Statin intolerance overestimated and overdiagnosed

Clinicians are being urged to evaluate symptoms of statin intolerance very carefully after new research shows adverse effects are overestimated and overdiagnosed.

A meta-analysis of 176 studies with more than 4 million patients found the global prevalence of statin intolerance was 9.1%.

The prevalence was even less when assessed against the National Lipid Association, International Lipid Expert Panel and European Atherosclerosis Society’s diagnostic criteria, at 7.0%, 6.7% and 5.9%, respectively, the paper, published in the European Heart Journal, showed.

“These results were not a surprise to me but they were for many other experts. They show that in most cases statin intolerance is overestimated and over-diagnosed, and they mean that around 93% of patients on statin therapy can be treated effectively, with very good tolerability and without any safety issues”, lead author, Professor Maciej Banach of the Medical University of Lodz and the University of Zielona Góra, Poland, said.

“Our findings mean that we should evaluate patients’ symptoms very carefully, firstly to see whether symptoms are indeed caused by statins, and secondly, to evaluate whether it might be patients’ perceptions that statins are harmful — so called nocebo or drucebo effect — which could be responsible for more than 50% of all symptoms, rather than the drug itself.”

162 genes implicated in coronary artery disease development

A study highlighting over 100 candidate causal coronary artery disease (CAD) genes could pave the way for new targeted therapies and more accurate screening, cardiology researchers say.

The study of 600 patients with CAD and 150 without implicated 162 genes in disease development — exerting their effect in one to seven “disease-relevant tissues/cell types, including the arterial wall, blood, liver, skeletal muscle, adipose, foam cells, and macrophages”.

PHACTR1 and CDKN2B were the top two drivers of CAD, primarily affecting the arterial wall, the study found after ranking genes “in order of priority for causing coronary heart disease”.

PHACTR1 is known to play a role in several vascular diseases, including migraine, fibromuscular dysplasia and and spontaneous coronary artery dissection, however, “scientists around the world have little idea of how PHACTR1 works”, lead author Professor Jason Kovacic, Executive Director of the Victor Chang Cardiac Research Institute said in a statement.

Further research could help uncover the genes’ roles in CAD development and their value as potential drug targets.

It could also lead to improved genetic testing, which “[isn’t] particularly accurate” at present, Professor Kovacic said.

The full study is available in Circulation: Genomic and Precision Medicine.

Extended use of DAPT common after PCI

Unwarranted extended use of dual antiplatelet therapy  (DAPT) after percutaneous coronary intervention (PCI) may be placing patients at risk of bleeding complications, a study from Queensland suggests.
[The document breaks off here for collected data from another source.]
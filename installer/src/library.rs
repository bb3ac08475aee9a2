//! Installation of the helper library itself.

use crate::error::{InstallerError, Result};
use camino::Utf8Path;
use log::debug;
use std::fs;

/// Copy the helper script at `source` to `destination` byte for byte.
///
/// The destination is created or truncated and ends up with mode 0644 on
/// Unix. The bytes read are returned so the caller can scan them without a
/// second read.
///
/// # Errors
///
/// Returns [`InstallerError::ReadSource`] if the source cannot be read, or
/// [`InstallerError::WriteLibrary`] if the destination cannot be written.
pub fn install_library(source: &Utf8Path, destination: &Utf8Path) -> Result<Vec<u8>> {
    let data = fs::read(source).map_err(|e| InstallerError::ReadSource {
        path: source.to_owned(),
        source: e,
    })?;
    debug!("read {} bytes from {source}", data.len());

    let write_error = |e| InstallerError::WriteLibrary {
        path: destination.to_owned(),
        source: e,
    };
    fs::write(destination, &data).map_err(write_error)?;
    set_library_permissions(destination).map_err(write_error)?;

    Ok(data)
}

#[cfg(unix)]
fn set_library_permissions(path: &Utf8Path) -> std::io::Result<()> {
    use std::os::unix::fs::PermissionsExt;

    fs::set_permissions(path, fs::Permissions::from_mode(0o644))
}

#[cfg(not(unix))]
fn set_library_permissions(_path: &Utf8Path) -> std::io::Result<()> {
    Ok(())
}
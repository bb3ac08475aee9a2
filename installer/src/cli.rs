//! CLI argument definitions for the ToolGit installer.
//!
//! Every option is optional; running with no arguments installs
//! `bin/git_helpers.sh` under `~/.local`.

use camino::Utf8PathBuf;
use clap::Parser;

/// Install the ToolGit shell helpers and their `gh_*` command wrappers.
#[derive(Parser, Debug, Clone, Default)]
#[command(name = "toolgit-install")]
#[command(version, about)]
#[command(long_about = concat!(
    "Install the ToolGit shell helpers and their gh_* command wrappers.\n\n",
    "The helper library is copied to ~/.local/lib/ToolGit/git_helpers.sh and ",
    "one small executable wrapper per gh_* function is written to ~/.local/bin. ",
    "Each wrapper sources the installed library and calls its function with the ",
    "arguments it was given.",
))]
#[command(after_help = concat!(
    "EXAMPLES:\n",
    "  Install from a ToolGit checkout:\n",
    "    $ toolgit-install\n\n",
    "  Preview without writing anything:\n",
    "    $ toolgit-install --dry-run\n\n",
    "  Install under a different prefix:\n",
    "    $ toolgit-install --prefix /opt/toolgit",
))]
pub struct Cli {
    /// Helper script to install [default: bin/git_helpers.sh].
    #[arg(short, long, value_name = "FILE")]
    pub source: Option<Utf8PathBuf>,

    /// Installation prefix [default: ~/.local].
    #[arg(short, long, value_name = "DIR")]
    pub prefix: Option<Utf8PathBuf>,

    /// Show what would be installed and exit without writing.
    #[arg(long)]
    pub dry_run: bool,

    /// Suppress progress output (errors still shown).
    #[arg(short, long)]
    pub quiet: bool,
}

#[cfg(test)]
#[path = "cli_tests.rs"]
mod tests;
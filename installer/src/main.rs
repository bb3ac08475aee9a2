//! ToolGit installer CLI entrypoint.
//!
//! Copies `bin/git_helpers.sh` into `~/.local/lib/ToolGit` and writes a
//! wrapper for each `gh_*` function into `~/.local/bin`. Any failure prints
//! `❌ Error: <cause>` and exits with status 1.

use clap::Parser;
use std::io::Write;
use toolgit_installer::cli::Cli;
use toolgit_installer::dirs::{BaseDirs, SystemBaseDirs};
use toolgit_installer::error::Result;
use toolgit_installer::host::HostFamily;
use toolgit_installer::install::{InstallReport, Installer};
use toolgit_installer::layout::InstallLayout;
use toolgit_installer::output::{error_message, write_line};

fn main() {
    let cli = Cli::parse();
    let mut stdout = std::io::stdout();
    let run_result = run(&cli, &SystemBaseDirs, &mut stdout);
    let exit_code = exit_code_for_run_result(run_result, &mut stdout);
    if exit_code != 0 {
        std::process::exit(exit_code);
    }
}

fn run(cli: &Cli, dirs: &dyn BaseDirs, stdout: &mut dyn Write) -> Result<InstallReport> {
    let layout = InstallLayout::resolve(dirs, cli.prefix.as_deref(), cli.source.as_deref())?;
    let installer = Installer::new(layout, HostFamily::current()).quiet(cli.quiet);

    if cli.dry_run {
        return installer.plan(stdout);
    }
    installer.run(stdout)
}

fn exit_code_for_run_result(result: Result<InstallReport>, stdout: &mut dyn Write) -> i32 {
    match result {
        Ok(_) => 0,
        Err(err) => {
            write_line(stdout, error_message(&err));
            1
        }
    }
}
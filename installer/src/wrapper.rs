//! Wrapper script generation for `gh_*` helper functions.
//!
//! Each wrapper sources the installed library and calls one function,
//! forwarding its arguments. Unix wrappers are extensionless `bash` scripts;
//! Windows wrappers are `.bat` files that hand the call to `bash -c`.

use crate::discovery::FunctionName;
use crate::error::{InstallerError, Result};
use crate::host::HostFamily;
use camino::{Utf8Path, Utf8PathBuf};
use log::debug;
use std::path::Path;

/// A rendered wrapper script, ready to be written.
#[derive(Debug, Clone, PartialEq, Eq)]
pub struct Wrapper {
    /// Destination of the script inside the binary directory.
    pub path: Utf8PathBuf,
    /// Script contents.
    pub content: String,
}

impl Wrapper {
    /// Render the wrapper for `function` on the given host family.
    ///
    /// # Examples
    ///
    /// ```
    /// use camino::Utf8Path;
    /// use toolgit_installer::discovery::FunctionName;
    /// use toolgit_installer::host::HostFamily;
    /// use toolgit_installer::wrapper::Wrapper;
    ///
    /// let wrapper = Wrapper::render(
    ///     HostFamily::Unix,
    ///     Utf8Path::new("/home/user/.local/bin"),
    ///     &FunctionName::from("gh_status"),
    ///     Utf8Path::new("/home/user/.local/lib/ToolGit/git_helpers.sh"),
    /// );
    ///
    /// assert!(wrapper.path.ends_with("gh_status"));
    /// assert!(wrapper.content.ends_with("gh_status \"$@\""));
    /// ```
    #[must_use]
    pub fn render(
        host: HostFamily,
        bin_dir: &Utf8Path,
        function: &FunctionName,
        library_path: &Utf8Path,
    ) -> Self {
        let path = bin_dir.join(format!("{function}{}", host.wrapper_extension()));
        let content = match host {
            HostFamily::Unix => format!(
                concat!(
                    "#!/usr/bin/env bash\n",
                    "source '{library}'\n",
                    "{function} \"$@\""
                ),
                library = library_path,
                function = function,
            ),
            HostFamily::Windows => format!(
                concat!(
                    "@echo off\n",
                    "bash -c \"source '{library}' && {function} %*\""
                ),
                library = library_path,
                function = function,
            ),
        };
        Self { path, content }
    }

    /// Write the script, replacing any existing file, and mark it executable
    /// (mode 0755) on Unix.
    ///
    /// # Errors
    ///
    /// Returns [`InstallerError::WriteWrapper`] if the file cannot be written
    /// or its permissions cannot be set.
    pub fn write(&self) -> Result<()> {
        let wrapper_error = |source| InstallerError::WriteWrapper {
            path: self.path.clone(),
            source,
        };

        debug!("writing wrapper {}", self.path);
        std::fs::write(&self.path, &self.content).map_err(wrapper_error)?;
        make_executable(&self.path).map_err(wrapper_error)
    }
}

#[cfg(unix)]
fn make_executable(path: &Utf8Path) -> std::io::Result<()> {
    use std::os::unix::fs::PermissionsExt;

    // rwxr-xr-x
    std::fs::set_permissions(path, std::fs::Permissions::from_mode(0o755))
}

#[cfg(not(unix))]
fn make_executable(_path: &Utf8Path) -> std::io::Result<()> {
    Ok(())
}

/// Checks if a directory is in the PATH environment variable.
#[must_use]
pub fn is_directory_in_path(dir: &Path) -> bool {
    std::env::var_os("PATH")
        .is_some_and(|path| std::env::split_paths(&path).any(|p| p == dir))
}

/// Returns instructions for adding a directory to PATH.
#[must_use]
pub fn path_instructions(host: HostFamily, bin_dir: &Utf8Path) -> String {
    match host {
        HostFamily::Unix => format!(
            concat!(
                "Add the following to your shell profile (~/.bashrc or ~/.zshrc):\n",
                "  export PATH=\"{}:$PATH\""
            ),
            bin_dir
        ),
        HostFamily::Windows => format!(
            concat!(
                "Add the following directory to your PATH:\n",
                "  {}\n\n",
                "Or run in PowerShell:\n",
                "  [Environment]::SetEnvironmentVariable(",
                "\"PATH\", \"$env:PATH;{}\", \"User\")"
            ),
            bin_dir, bin_dir
        ),
    }
}

#[cfg(test)]
mod tests {
    use super::*;
    use rstest::{fixture, rstest};
    use tempfile::TempDir;

    #[fixture]
    fn library_path() -> Utf8PathBuf {
        Utf8PathBuf::from("/home/user/.local/lib/ToolGit/git_helpers.sh")
    }

    #[rstest]
    fn unix_wrapper_sources_library_and_forwards_arguments(library_path: Utf8PathBuf) {
        let bin_dir = Utf8PathBuf::from("/home/user/.local/bin");
        let wrapper = Wrapper::render(
            HostFamily::Unix,
            &bin_dir,
            &FunctionName::from("gh_status"),
            &library_path,
        );

        assert_eq!(wrapper.path, bin_dir.join("gh_status"));
        assert_eq!(
            wrapper.content,
            concat!(
                "#!/usr/bin/env bash\n",
                "source '/home/user/.local/lib/ToolGit/git_helpers.sh'\n",
                "gh_status \"$@\""
            )
        );
    }

    #[rstest]
    fn windows_wrapper_is_a_batch_file_calling_bash(library_path: Utf8PathBuf) {
        let bin_dir = Utf8PathBuf::from("C:/Users/user/.local/bin");
        let wrapper = Wrapper::render(
            HostFamily::Windows,
            &bin_dir,
            &FunctionName::from("gh_status"),
            &library_path,
        );

        assert_eq!(wrapper.path, bin_dir.join("gh_status.bat"));
        assert_eq!(
            wrapper.content,
            concat!(
                "@echo off\n",
                "bash -c \"source '/home/user/.local/lib/ToolGit/git_helpers.sh' && gh_status %*\""
            )
        );
    }

    #[rstest]
    fn names_pass_through_unvalidated(library_path: Utf8PathBuf) {
        let bin_dir = Utf8PathBuf::from("/bin-dir");
        let wrapper = Wrapper::render(
            HostFamily::Unix,
            &bin_dir,
            &FunctionName::from("gh_push "),
            &library_path,
        );

        assert_eq!(wrapper.path, bin_dir.join("gh_push "));
        assert!(wrapper.content.ends_with("gh_push  \"$@\""));
    }

    #[cfg(unix)]
    #[rstest]
    fn write_creates_executable_script(library_path: Utf8PathBuf) {
        use std::os::unix::fs::PermissionsExt;

        let temp = TempDir::new().expect("failed to create temp dir");
        let bin_dir = Utf8PathBuf::try_from(temp.path().to_path_buf()).expect("not UTF-8");
        let wrapper = Wrapper::render(
            HostFamily::Unix,
            &bin_dir,
            &FunctionName::from("gh_log"),
            &library_path,
        );

        wrapper.write().expect("failed to write wrapper");

        let written = std::fs::read_to_string(&wrapper.path).expect("failed to read wrapper");
        assert_eq!(written, wrapper.content);
        let mode = std::fs::metadata(&wrapper.path)
            .expect("failed to read metadata")
            .permissions()
            .mode();
        assert_eq!(mode & 0o777, 0o755, "script should be executable");
    }

    #[rstest]
    fn write_fails_when_bin_dir_is_missing(library_path: Utf8PathBuf) {
        let temp = TempDir::new().expect("failed to create temp dir");
        let bin_dir = Utf8PathBuf::try_from(temp.path().join("missing")).expect("not UTF-8");
        let wrapper = Wrapper::render(
            HostFamily::Unix,
            &bin_dir,
            &FunctionName::from("gh_log"),
            &library_path,
        );

        let err = wrapper.write().expect_err("expected failure");
        assert!(
            matches!(err, InstallerError::WriteWrapper { ref path, .. } if *path == wrapper.path),
            "unexpected error: {err}"
        );
    }

    #[test]
    fn is_directory_in_path_returns_false_for_random_dir() {
        let temp = TempDir::new().expect("failed to create temp dir");
        assert!(!is_directory_in_path(temp.path()));
    }

    #[rstest]
    #[case::unix(HostFamily::Unix, "export PATH=")]
    #[case::windows(HostFamily::Windows, "PowerShell")]
    fn path_instructions_contains_directory(#[case] host: HostFamily, #[case] marker: &str) {
        let dir = Utf8PathBuf::from("/test/bin");
        let instructions = path_instructions(host, &dir);
        assert!(instructions.contains("/test/bin"));
        assert!(instructions.contains(marker));
    }
}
While clinical guidelines define 12 months or less of DAPT as standard therapy post-PCI a study conducted at the Princess Alexandra Hospital, Brisbane found that two thirds of patients were still taking DAPT beyond a year.

The study reviewed data for 105 patients admitted for PCI who were subsequently readmitted at least 12 months later. It found that 70 patients (66%) were still taking DAPT on readmission.

In one third of these cases DAPT duration patients was compliant with the recommendations of guidelines or treating cardiologist, with 10%  and 57% being shorter and longer than recommendations of guidelines or treating cardiologist respectively, according to findings published in Pharmacy Practice and Research.